Environmental Adaptability Design of Fastening Systems
- What impact does high-temperature environment have on the performance of fastening systems? How to deal with it?
High-temperature environments can reduce the elasticity of elastic clips, and long-term exposure to high temperatures may cause permanent deformation of elastic clips, reducing clamping force. The anti-loosening glue of bolts is easy to age and fail at high temperatures, leading to loose connections. Countermeasures include using high-temperature resistant spring steel such as 60Si2CrA to make elastic clips, which have better high-temperature resistance than ordinary spring steel; using high-temperature anti-loosening glue for bolts, such as silicon-based anti-loosening glue, which can maintain performance in environments above 150℃; using heat-resistant rubber for under-rail pads to avoid high-temperature aging.

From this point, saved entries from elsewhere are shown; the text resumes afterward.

mod settings;

use anyhow::Context;
use clap::{Parser, Subcommand, ValueEnum};
use k8s_openapi::api::core::v1::{EndpointPort, Service};
use pkg_gateway::{ClusterGateway, KubeGateway};
use pkg_swap::{RestoreEngine, SnapshotState, SwapEngine, list_swapped};
use settings::{Overrides, Settings};
use std::sync::Arc;
use tracing::info;
use tracing_subscriber::EnvFilter;

#[derive(Parser)]
#[command(
    name = "kutex",
    about = "Kubernetes To External: point services at external endpoints and back"
)]
struct Cli {
    /// Namespace the service is placed in [default: default]
    #[arg(long, short, global = true)]
    namespace: Option<String>,

    /// Path to the kubeconfig file [default: $KUBECONFIG, ~/.kube/config, or in-cluster]
    #[arg(long, short, global = true)]
    kubeconfig: Option<String>,

    /// Kubeconfig context to use
    #[arg(long, global = true)]
    context: Option<String>,

    /// Path to YAML config file [default: ~/.kutex/config.yaml]
    #[arg(long, global = true)]
    config: Option<String>,

    /// Log output format
    #[arg(long, value_enum, default_value_t = LogFormat::Text, global = true)]
    log_format: LogFormat,

    #[command(subcommand)]
    command: Commands,
}

#[derive(Subcommand)]
enum Commands {
    /// Replace a service with one pointing to an external address
    #[command(visible_alias = "replace")]
    Swap {
        /// Name of the service to swap
        service: String,
        /// IP address of the external backend
        address: String,
    },
    /// Restore every swapped service in the namespace
    Restore,
    /// List swapped services in the namespace
    List,
}

#[derive(Clone, Copy, ValueEnum)]
enum LogFormat {
    Text,
    Json,
}

fn init_tracing(format: LogFormat) {
    let filter = EnvFilter::try_from_default_env().unwrap_or_else(|_| EnvFilter::new("info"));
    let builder = tracing_subscriber::fmt()
        .with_env_filter(filter)
        .with_writer(std::io::stderr);
    match format {
        LogFormat::Text => builder.init(),
        LogFormat::Json => builder.json().init(),
    }
}

#[tokio::main(flavor = "current_thread")]
async fn main() -> anyhow::Result<()> {
    let cli = Cli::parse();
    init_tracing(cli.log_format);

    let settings = Settings::load(
        Overrides {
            namespace: cli.namespace,
            kubeconfig: cli.kubeconfig,
            context: cli.context,
        },
        cli.config.as_deref(),
    )?;
    info!("Using namespace {}", settings.namespace);

    let gateway: Arc<dyn ClusterGateway> = Arc::new(
        KubeGateway::connect(
            settings.kubeconfig.as_deref(),
            settings.context.as_deref(),
            &settings.namespace,
        )
        .await
        .context("cannot connect to the cluster")?,
    );

    match cli.command {
        Commands::Swap { service, address } => {
            let outcome = SwapEngine::new(gateway)
                .swap(&service, &address)
                .await
                .with_context(|| format!("swap of service {} failed", service))?;
            println!(
                "Endpoint {} created pointing to {} (ports: {})",
                outcome.endpoints,
                outcome.address,
                port_list(&outcome.ports)
            );
        }
        Commands::Restore => {
            let report = RestoreEngine::new(gateway)
                .restore()
                .await
                .context("restore failed")?;
            for name in &report.restored {
                println!("Restored service {}", name);
            }
            for name in &report.skipped {
                println!("Skipped service {} (swap marker without snapshot)", name);
            }
            if report.restored.is_empty() && report.skipped.is_empty() {
                println!("(no swapped services in {})", settings.namespace);
            }
        }
        Commands::List => {
            let swapped = list_swapped(gateway.as_ref()).await?;

            println!(
                "{:<32} {:<10} {:<14} {}",
                "NAME", "SNAPSHOT", "ORIGINAL TYPE", "ORIGINAL SELECTOR"
            );
            for entry in &swapped {
                let (state, original) = match &entry.snapshot {
                    SnapshotState::Valid(svc) => ("ok", Some(svc.as_ref())),
                    SnapshotState::Missing => ("missing", None),
                    SnapshotState::Malformed(_) => ("malformed", None),
                };
                println!(
                    "{:<32} {:<10} {:<14} {}",
                    entry.name(),
                    state,
                    original.map(service_type).unwrap_or("-"),
                    original.map(selector_string).unwrap_or_else(|| "-".to_string())
                );
            }

            if swapped.is_empty() {
                println!("(no swapped services in {})", settings.namespace);
            }
        }
    }

    Ok(())
}

fn service_type(svc: &Service) -> &str {
    svc.spec
        .as_ref()
        .and_then(|s| s.type_.as_deref())
        .unwrap_or("ClusterIP")
}

fn port_list(ports: &[EndpointPort]) -> String {
    if ports.is_empty() {
        return "<none>".to_string();
    }
    ports
        .iter()
        .map(|p| {
            let protocol = p.protocol.as_deref().unwrap_or("TCP");
            match p.name.as_deref() {
                Some(name) if !name.is_empty() => format!("{}:{}/{}", name, p.port, protocol),
                _ => format!("{}/{}", p.port, protocol),
            }
        })
        .collect::<Vec<_>>()
        .join(",")
}

fn selector_string(svc: &Service) -> String {
    match svc.spec.as_ref().and_then(|s| s.selector.as_ref()) {
        Some(sel) if !sel.is_empty() => sel
            .iter()
            .map(|(k, v)| format!("{}={}", k, v))
            .collect::<Vec<_>>()
            .join(","),
        _ => "<none>".to_string(),
    }
}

- What special designs are required for fastening systems in alpine regions?
The temperature in alpine regions is extremely low, and elastic clips are prone to brittleness at low temperatures and may break when impacted. The anchoring agent of spikes cures slowly at low temperatures, and may even fail to cure normally. Therefore, elastic clips should be made of materials with good low-temperature toughness, such as 55SiMnVB steel treated by low-temperature tempering; low-temperature curing resin anchoring agents are selected for spike anchoring to ensure normal curing at -20℃; the surface of bolts is treated with low-temperature galvanizing to prevent rust caused by ice and snow erosion.
- What are the key points of anti-corrosion design for fastening systems in coastal humid environments?
Coastal environments have high salt content and humidity, and components of fastening systems are prone to electrochemical corrosion. Key points of anti-corrosion design include: elastic clips are treated with multi-element alloy permeation to form a dense protective film with salt spray resistance of more than 500 hours; bolts are made of 316 stainless steel or treated with dacromet coating to improve corrosion resistance; the contact surface of fishplates is coated with anti-rust primer and topcoat to form double protection; under-rail pads are made of neoprene rubber resistant to seawater corrosion to avoid material deterioration.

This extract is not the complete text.